WHAT NEEDS TO BE DONE
Read through the data and report every line in which the word "output" occurs.

Saved data entries
====================

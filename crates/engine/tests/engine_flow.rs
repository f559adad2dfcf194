//! End-to-end engine tests over a stubbed platform and simulated payments.

use std::collections::{HashMap, VecDeque};
use std::sync::atomic::{AtomicU32, Ordering};
use std::sync::{Arc, Mutex};
use std::time::Duration;

use async_trait::async_trait;
use serde_json::{json, Value};

use flowbridge_core::{FlowDescriptor, FlowRun, FlowRunStatus, Network, RunId};
use flowbridge_engine::{FlowPlatform, PollingScheduler, RunOrchestrator, SchedulerConfig};
use flowbridge_payments::{MockPaymentService, PaymentService};
use flowbridge_storage::{InMemoryRunStore, RunStore};
use flowbridge_upstream::{CatalogError, LaunchOutcome, StatusDocument, UpstreamError};

/// Scripted platform: per-run status documents are served in order, the last
/// one repeating; a `__fail` body simulates an upstream 503.
struct StubPlatform {
    flows: HashMap<String, FlowDescriptor>,
    statuses: Mutex<HashMap<String, VecDeque<Value>>>,
    launch_results: Mutex<VecDeque<Result<String, UpstreamError>>>,
    launch_count: AtomicU32,
    status_calls: AtomicU32,
}

impl StubPlatform {
    fn new() -> Arc<Self> {
        let mut flows = HashMap::new();
        flows.insert(
            "demo".to_string(),
            FlowDescriptor {
                path: "/demo".to_string(),
                name: "Demo".to_string(),
                description: String::new(),
                version: String::new(),
                author: String::new(),
                tags: Vec::new(),
            },
        );
        Arc::new(Self {
            flows,
            statuses: Mutex::new(HashMap::new()),
            launch_results: Mutex::new(VecDeque::new()),
            launch_count: AtomicU32::new(0),
            status_calls: AtomicU32::new(0),
        })
    }

    fn script_statuses(&self, upstream_id: &str, bodies: Vec<Value>) {
        self.statuses
            .lock()
            .unwrap()
            .insert(upstream_id.to_string(), bodies.into());
    }

    fn script_launch_failure(&self, error: UpstreamError) {
        self.launch_results.lock().unwrap().push_back(Err(error));
    }

    fn status_calls(&self) -> u32 {
        self.status_calls.load(Ordering::SeqCst)
    }
}

#[async_trait]
impl FlowPlatform for StubPlatform {
    async fn resolve_flow(&self, flow_key: &str) -> Result<FlowDescriptor, CatalogError> {
        self.flows.get(flow_key).cloned().ok_or_else(|| {
            CatalogError::Domain(flowbridge_core::DomainError::unknown_flow(flow_key))
        })
    }

    async fn launch_flow(
        &self,
        _flow_path: &str,
        _inputs: &Value,
    ) -> Result<LaunchOutcome, UpstreamError> {
        if let Some(result) = self.launch_results.lock().unwrap().pop_front() {
            return result.map(|run_id| LaunchOutcome { run_id });
        }
        let n = self.launch_count.fetch_add(1, Ordering::SeqCst) + 1;
        Ok(LaunchOutcome {
            run_id: format!("up-{}", n),
        })
    }

    async fn run_status(
        &self,
        _flow_path: &str,
        run_id: &str,
    ) -> Result<StatusDocument, UpstreamError> {
        self.status_calls.fetch_add(1, Ordering::SeqCst);
        let mut statuses = self.statuses.lock().unwrap();
        let queue = statuses.get_mut(run_id).ok_or_else(|| UpstreamError::Status {
            status: 404,
            body: format!("unknown run {}", run_id),
            retry_after: None,
        })?;

        let body = if queue.len() > 1 {
            queue.pop_front().unwrap()
        } else {
            queue.front().cloned().unwrap_or(Value::Null)
        };

        if body.get("__fail").is_some() {
            return Err(UpstreamError::Status {
                status: 503,
                body: "unavailable".to_string(),
                retry_after: None,
            });
        }
        Ok(StatusDocument::parse(&body))
    }

    async fn run_events(
        &self,
        _flow_path: &str,
        _run_id: &str,
    ) -> Result<StatusDocument, UpstreamError> {
        Ok(StatusDocument::parse(&json!({
            "elements": [{"kind": "status", "payload": "running"}]
        })))
    }
}

struct Harness {
    store: Arc<InMemoryRunStore>,
    platform: Arc<StubPlatform>,
    payments: Arc<MockPaymentService>,
    orchestrator: Arc<RunOrchestrator>,
}

fn harness() -> Harness {
    let store = Arc::new(InMemoryRunStore::new());
    let platform = StubPlatform::new();
    let payments = Arc::new(MockPaymentService::new(Duration::ZERO));

    let run_store: Arc<dyn RunStore> = store.clone();
    let flow_platform: Arc<dyn FlowPlatform> = platform.clone();
    let payment_service: Arc<dyn PaymentService> = payments.clone();
    let orchestrator =
        RunOrchestrator::new(run_store, flow_platform, payment_service, Network::Preprod);

    Harness {
        store,
        platform,
        payments,
        orchestrator,
    }
}

/// Poll the store until the run reaches `expected`. Generous bound: under
/// the paused clock this spans several 30s scheduler cycles.
async fn wait_for_status(store: &InMemoryRunStore, id: RunId, expected: FlowRunStatus) -> FlowRun {
    for _ in 0..3000 {
        if let Some(run) = store.get(id).await.unwrap() {
            if run.status == expected {
                return run;
            }
        }
        tokio::time::sleep(Duration::from_millis(100)).await;
    }
    panic!("run {} never reached {:?}", id, expected);
}

#[tokio::test(start_paused = true)]
async fn happy_path_finishes_and_settles_exactly_once() {
    let h = harness();
    h.platform.script_statuses(
        "up-1",
        vec![
            json!({"status": "starting"}),
            json!({"status": "running"}),
            json!({"status": "finished", "final": "{\"output\":\"42\"}"}),
        ],
    );

    let run = h
        .orchestrator
        .create_run("demo", json!({"q": "hi"}), "buyer-1")
        .await
        .unwrap();
    assert_eq!(run.status, FlowRunStatus::PendingPayment);
    assert!(run.timeout_at.is_some());

    // Payment auto-confirms and the waiter launches the run upstream.
    wait_for_status(&h.store, run.id, FlowRunStatus::Starting).await;

    let scheduler = PollingScheduler::new(
        h.orchestrator.clone(),
        SchedulerConfig::default().with_poll_interval(Duration::from_secs(30)),
    );
    let handle = scheduler.spawn();

    let finished = wait_for_status(&h.store, run.id, FlowRunStatus::Finished).await;
    handle.shutdown().await;

    assert_eq!(finished.result, Some(json!({"output": "42"})));
    assert!(finished.error_message.is_none());
    assert!(finished.completed_at.is_some());

    // Settlement happened exactly once, with the run's snapshot data.
    let completions = h.payments.completions();
    assert_eq!(completions.len(), 1);
    assert_eq!(completions[0].run_id, run.id);
    assert_eq!(completions[0].purchaser_identifier, "buyer-1");
}

#[tokio::test]
async fn past_deadline_times_out_without_querying_upstream() {
    let h = harness();

    let mut run = FlowRun::new("/demo", "Demo", json!({}));
    run.mark_payment_confirmed().unwrap();
    run.mark_starting("up-9").unwrap();
    run.extend_deadline(chrono::Utc::now() - chrono::Duration::hours(1));
    h.store.create(&run).await.unwrap();

    h.orchestrator.refresh(&mut run).await.unwrap();

    assert_eq!(run.status, FlowRunStatus::TimedOut);
    assert_eq!(h.platform.status_calls(), 0);

    let stored = h.store.get(run.id).await.unwrap().unwrap();
    assert_eq!(stored.status, FlowRunStatus::TimedOut);
    assert!(stored.error_message.is_some());
}

#[tokio::test]
async fn refresh_on_a_finished_run_is_a_no_op() {
    let h = harness();

    let mut run = FlowRun::new("/demo", "Demo", json!({}));
    run.mark_payment_confirmed().unwrap();
    run.mark_starting("up-5").unwrap();
    run.mark_finished(json!({"output": "done"})).unwrap();
    h.store.create(&run).await.unwrap();

    let before = run.clone();
    h.orchestrator.refresh(&mut run).await.unwrap();
    h.orchestrator.refresh(&mut run).await.unwrap();

    assert_eq!(h.platform.status_calls(), 0);
    assert_eq!(run, before);
}

#[tokio::test]
async fn failed_payment_request_marks_the_run_error() {
    let h = harness();
    h.payments.fail_creations();

    let result = h
        .orchestrator
        .create_run("demo", json!({"q": "hi"}), "buyer-1")
        .await;
    assert!(result.is_err());

    let runs = h.store.list_by_flow("/demo", 10).await.unwrap();
    assert_eq!(runs.len(), 1);
    assert_eq!(runs[0].status, FlowRunStatus::Error);
    assert!(runs[0]
        .error_message
        .as_deref()
        .unwrap()
        .contains("payment request failed"));
}

#[tokio::test]
async fn unknown_flow_is_rejected_before_anything_persists() {
    let h = harness();

    let result = h
        .orchestrator
        .create_run("missing", json!({}), "buyer-1")
        .await;
    assert!(result.is_err());
    assert!(h.store.list_by_flow("/missing", 10).await.unwrap().is_empty());
}

#[tokio::test(start_paused = true)]
async fn unconfirmed_payment_fails_the_run() {
    let h = harness();
    h.payments.fail_confirmations();

    let run = h
        .orchestrator
        .create_run("demo", json!({}), "buyer-1")
        .await
        .unwrap();

    let failed = wait_for_status(&h.store, run.id, FlowRunStatus::Error).await;
    assert!(failed
        .error_message
        .as_deref()
        .unwrap()
        .contains("payment failed"));
}

#[tokio::test(start_paused = true)]
async fn rejected_launch_fails_the_run_with_the_upstream_message() {
    let h = harness();
    h.platform
        .script_launch_failure(UpstreamError::LaunchRejected("field q is required".to_string()));

    let run = h
        .orchestrator
        .create_run("demo", json!({}), "buyer-1")
        .await
        .unwrap();

    let failed = wait_for_status(&h.store, run.id, FlowRunStatus::Error).await;
    let message = failed.error_message.unwrap();
    assert!(message.contains("launch failed"));
    assert!(message.contains("field q is required"));
}

#[tokio::test]
async fn one_failing_run_does_not_abort_the_cycle() {
    let h = harness();

    let mut broken = FlowRun::new("/demo", "Demo", json!({}));
    broken.mark_payment_confirmed().unwrap();
    broken.mark_starting("up-broken").unwrap();
    h.store.create(&broken).await.unwrap();
    h.platform
        .script_statuses("up-broken", vec![json!({"__fail": true})]);

    let mut healthy = FlowRun::new("/demo", "Demo", json!({}));
    healthy.mark_payment_confirmed().unwrap();
    healthy.mark_starting("up-ok").unwrap();
    h.store.create(&healthy).await.unwrap();
    h.platform.script_statuses(
        "up-ok",
        vec![json!({"status": "finished", "final": "{\"n\":1}"})],
    );

    let scheduler = PollingScheduler::new(
        h.orchestrator.clone(),
        SchedulerConfig::default().with_batch_delay(Duration::ZERO),
    );
    let outcome = scheduler.run_once().await.unwrap();

    assert_eq!(outcome.processed, 2);
    assert_eq!(outcome.succeeded, 1);
    assert_eq!(outcome.failed, 1);

    let broken = h.store.get(broken.id).await.unwrap().unwrap();
    assert_eq!(broken.status, FlowRunStatus::Error);
    assert!(broken.error_message.as_deref().unwrap().contains("refresh failed"));

    let healthy = h.store.get(healthy.id).await.unwrap().unwrap();
    assert_eq!(healthy.status, FlowRunStatus::Finished);
}

#[tokio::test(start_paused = true)]
async fn resume_monitoring_reattaches_pending_runs() {
    let h = harness();
    h.platform.script_statuses("up-1", vec![json!({"status": "starting"})]);

    // A pending-payment run persisted by a previous process life.
    let mut run = FlowRun::new("/demo", "Demo", json!({"q": "hi"}));
    run.attach_payment(flowbridge_core::PaymentSnapshot {
        payment_id: "test_block_recovered".to_string(),
        purchaser_identifier: "buyer-1".to_string(),
        input_hash: None,
        amounts: Vec::new(),
        pay_by: None,
        submit_result_by: None,
        unlock_at: None,
    });
    h.store.create(&run).await.unwrap();

    // And one whose flow disappeared from the catalog.
    let mut orphan = FlowRun::new("/gone", "Gone", json!({}));
    orphan.attach_payment(flowbridge_core::PaymentSnapshot {
        payment_id: "test_block_orphan".to_string(),
        purchaser_identifier: "buyer-2".to_string(),
        input_hash: None,
        amounts: Vec::new(),
        pay_by: None,
        submit_result_by: None,
        unlock_at: None,
    });
    h.store.create(&orphan).await.unwrap();

    let resumed = h.orchestrator.resume_monitoring().await.unwrap();
    assert_eq!(resumed, 1);

    // The recovered run confirms and launches; the orphan is marked failed.
    wait_for_status(&h.store, run.id, FlowRunStatus::Starting).await;
    let orphan = h.store.get(orphan.id).await.unwrap().unwrap();
    assert_eq!(orphan.status, FlowRunStatus::Error);
    assert!(orphan
        .error_message
        .as_deref()
        .unwrap()
        .contains("no longer available"));
}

====================

EXERCISE RESULT
            json!({"status": "finished", "final": "{\"output\":\"42\"}"}),
    assert_eq!(finished.result, Some(json!({"output": "42"})));
    run.mark_finished(json!({"output": "done"})).unwrap();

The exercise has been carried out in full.